What to work on
Check every line of the entries for "found", and copy the lines that hold it.

Material for this exercise

//! Shared domain types.
//!
//! These types are intentionally kept lightweight so they can be:
//!
//! - built up window by window during acquisition
//! - serialized to a binary artifact or exported to CSV
//! - reloaded later for regression

use std::fmt;

use chrono::{Duration, NaiveDate};
use clap::ValueEnum;
use nalgebra::{DMatrix, DVector};
use serde::{Deserialize, Serialize};

/// Wire format for begin/end dates and for the artifact file stem.
pub const DATE_FORMAT: &str = "%Y%m%d";

/// Longest span (in days past `begin`) the remote service is asked for at once.
pub const MAX_WINDOW_DAYS: i64 = 30;

/// Column names of an assembled dataset, in their fixed order.
pub const COLUMN_NAMES: [&str; 8] = [
    "wind_speed",
    "wind_direction",
    "wind_cardinal",
    "wind_gust",
    "air_temperature",
    "water_temperature",
    "air_pressure",
    "water_level",
];

/// Number of wind fields kept per row.
pub const WIND_COLUMNS: usize = 4;

/// Number of columns in an assembled dataset.
pub const COLUMN_COUNT: usize = COLUMN_NAMES.len();

/// A CO-OPS data product.
#[derive(Debug, Clone, Copy, PartialEq, Eq, Hash, Serialize, Deserialize)]
#[serde(rename_all = "snake_case")]
pub enum Product {
    Wind,
    AirTemperature,
    WaterTemperature,
    AirPressure,
    WaterLevel,
}

impl Product {
    /// Scalar products appended after the wind columns, in column order.
    pub const SCALARS: [Product; 4] = [
        Product::AirTemperature,
        Product::WaterTemperature,
        Product::AirPressure,
        Product::WaterLevel,
    ];

    /// Name used for the `product` query parameter.
    pub fn api_name(self) -> &'static str {
        match self {
            Product::Wind => "wind",
            Product::AirTemperature => "air_temperature",
            Product::WaterTemperature => "water_temperature",
            Product::AirPressure => "air_pressure",
            Product::WaterLevel => "water_level",
        }
    }
}

impl fmt::Display for Product {
    fn fmt(&self, f: &mut fmt::Formatter<'_>) -> fmt::Result {
        f.write_str(self.api_name())
    }
}

/// Physical unit system requested from the service.
#[derive(Debug, Clone, Copy, PartialEq, Eq, Serialize, Deserialize, ValueEnum)]
#[serde(rename_all = "lowercase")]
pub enum Units {
    Metric,
    English,
}

impl Units {
    pub fn as_str(self) -> &'static str {
        match self {
            Units::Metric => "metric",
            Units::English => "english",
        }
    }
}

/// Vertical datum that water levels are referenced to.
#[derive(Debug, Clone, Copy, PartialEq, Eq, Serialize, Deserialize, ValueEnum)]
pub enum Datum {
    #[value(name = "MHHW")]
    Mhhw,
    #[value(name = "MHW")]
    Mhw,
    #[value(name = "MTL")]
    Mtl,
    /// Mean sea level.
    #[value(name = "MSL")]
    Msl,
    #[value(name = "MLW")]
    Mlw,
    #[value(name = "MLLW")]
    Mllw,
}

impl Datum {
    pub fn as_str(self) -> &'static str {
        match self {
            Datum::Mhhw => "MHHW",
            Datum::Mhw => "MHW",
            Datum::Mtl => "MTL",
            Datum::Msl => "MSL",
            Datum::Mlw => "MLW",
            Datum::Mllw => "MLLW",
        }
    }
}

/// Station and request settings shared by every fetch of a run.
///
/// This is never mutated after construction; each fetch derives its own
/// `ProductRequest` from it.
#[derive(Debug, Clone, PartialEq)]
pub struct StationConfig {
    pub base_url: String,
    pub station_id: String,
    pub units: Units,
    pub datum: Datum,
    pub application: String,
}

impl StationConfig {
    pub const DEFAULT_BASE_URL: &'static str = "https://tidesandcurrents.noaa.gov/api/datagetter";
    /// Providence, RI.
    pub const DEFAULT_STATION: &'static str = "8454000";
    pub const DEFAULT_APPLICATION: &'static str = "ports_screen";
    /// Timestamps are always requested in GMT; the epoch normalizer relies on it.
    pub const TIME_ZONE: &'static str = "gmt";
}

impl Default for StationConfig {
    fn default() -> Self {
        Self {
            base_url: Self::DEFAULT_BASE_URL.to_string(),
            station_id: Self::DEFAULT_STATION.to_string(),
            units: Units::Metric,
            datum: Datum::Msl,
            application: Self::DEFAULT_APPLICATION.to_string(),
        }
    }
}

/// Inclusive calendar-date range used as the unit of remote query granularity.
#[derive(Debug, Clone, Copy, PartialEq, Eq)]
pub struct DateWindow {
    pub begin: NaiveDate,
    pub end: NaiveDate,
}

impl DateWindow {
    /// Returns `None` when `end < begin` or the span exceeds `MAX_WINDOW_DAYS`.
    pub fn new(begin: NaiveDate, end: NaiveDate) -> Option<Self> {
        let span = (end - begin).num_days();
        if span < 0 || span > MAX_WINDOW_DAYS {
            return None;
        }
        Some(Self { begin, end })
    }

    /// Span in days between `begin` and `end`.
    pub fn span_days(&self) -> i64 {
        (self.end - self.begin).num_days()
    }

    /// First day after this window.
    pub fn next_begin(&self) -> NaiveDate {
        self.end + Duration::days(1)
    }

    pub fn begin_param(&self) -> String {
        self.begin.format(DATE_FORMAT).to_string()
    }

    pub fn end_param(&self) -> String {
        self.end.format(DATE_FORMAT).to_string()
    }
}

impl fmt::Display for DateWindow {
    fn fmt(&self, f: &mut fmt::Formatter<'_>) -> fmt::Result {
        write!(
            f,
            "{} to {}",
            self.begin.format("%m/%d/%Y"),
            self.end.format("%m/%d/%Y")
        )
    }
}

/// Attempted to add a row or block whose width differs from the dataset's.
#[derive(Debug, Clone, Copy, PartialEq, Eq, thiserror::Error)]
#[error("expected {expected} columns, found {found}")]
pub struct WidthMismatch {
    pub expected: usize,
    pub found: usize,
}

/// Dense row-major numeric table.
///
/// Missing values are stored as NaN.
#[derive(Debug, Clone, Serialize)]
pub struct Dataset {
    ncols: usize,
    values: Vec<f64>,
}

impl Dataset {
    pub fn empty(ncols: usize) -> Self {
        Self {
            ncols,
            values: Vec::new(),
        }
    }

    /// Build from a flat row-major buffer.
    ///
    /// Returns `None` when `ncols` is zero or the buffer is not a whole number of rows.
    pub fn from_row_major(ncols: usize, values: Vec<f64>) -> Option<Self> {
        if ncols == 0 || values.len() % ncols != 0 {
            return None;
        }
        Some(Self { ncols, values })
    }

    /// Stack equally long columns side by side.
    ///
    /// # Panics
    /// Panics if the columns differ in length.
    pub fn from_columns(columns: &[Vec<f64>]) -> Self {
        let nrows = columns.first().map_or(0, Vec::len);
        assert!(
            columns.iter().all(|c| c.len() == nrows),
            "columns must have equal length"
        );
        let mut values = Vec::with_capacity(nrows * columns.len());
        for r in 0..nrows {
            values.extend(columns.iter().map(|c| c[r]));
        }
        Self {
            ncols: columns.len(),
            values,
        }
    }

    pub fn ncols(&self) -> usize {
        self.ncols
    }

    pub fn nrows(&self) -> usize {
        if self.ncols == 0 {
            0
        } else {
            self.values.len() / self.ncols
        }
    }

    pub fn is_empty(&self) -> bool {
        self.values.is_empty()
    }

    pub fn row(&self, idx: usize) -> &[f64] {
        &self.values[idx * self.ncols..(idx + 1) * self.ncols]
    }

    pub fn rows(&self) -> impl Iterator<Item = &[f64]> {
        self.values.chunks_exact(self.ncols.max(1))
    }

    pub fn push_row(&mut self, row: &[f64]) -> Result<(), WidthMismatch> {
        if row.len() != self.ncols {
            return Err(WidthMismatch {
                expected: self.ncols,
                found: row.len(),
            });
        }
        self.values.extend_from_slice(row);
        Ok(())
    }

    /// Append all rows of `other` below this dataset.
    pub fn append(&mut self, other: &Dataset) -> Result<(), WidthMismatch> {
        if other.ncols != self.ncols {
            return Err(WidthMismatch {
                expected: self.ncols,
                found: other.ncols,
            });
        }
        self.values.extend_from_slice(&other.values);
        Ok(())
    }

    /// Copy of this dataset with only the rows for which `keep` returns `true`.
    pub fn filter_rows(&self, mut keep: impl FnMut(&[f64]) -> bool) -> Dataset {
        let values = self
            .rows()
            .filter(|row| keep(*row))
            .flatten()
            .copied()
            .collect();
        Dataset {
            ncols: self.ncols,
            values,
        }
    }

    /// Split into a design matrix (all but the last column) and a target vector
    /// (the last column).
    ///
    /// Returns `None` when the dataset has fewer than two columns.
    pub fn split_target(&self) -> Option<(DMatrix<f64>, DVector<f64>)> {
        if self.ncols < 2 {
            return None;
        }
        let n_features = self.ncols - 1;
        let x = DMatrix::from_row_iterator(
            self.nrows(),
            n_features,
            self.rows().flat_map(|row| row[..n_features].iter().copied()),
        );
        let y = DVector::from_iterator(self.nrows(), self.rows().map(|row| row[n_features]));
        Some((x, y))
    }
}

impl PartialEq for Dataset {
    /// NaN cells compare equal to each other so that sanitized and unsanitized
    /// datasets can be compared in tests.
    fn eq(&self, other: &Self) -> bool {
        self.ncols == other.ncols
            && self.values.len() == other.values.len()
            && self
                .values
                .iter()
                .zip(&other.values)
                .all(|(a, b)| a == b || (a.is_nan() && b.is_nan()))
    }
}
//! Mathematical utilities: least squares and regression scores.

pub mod metrics;
pub mod ols;

pub use metrics::*;
pub use ols::*;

Response area
#[error("expected {expected} columns, found {found}")]
    pub found: usize,
                found: row.len(),
                found: other.ncols,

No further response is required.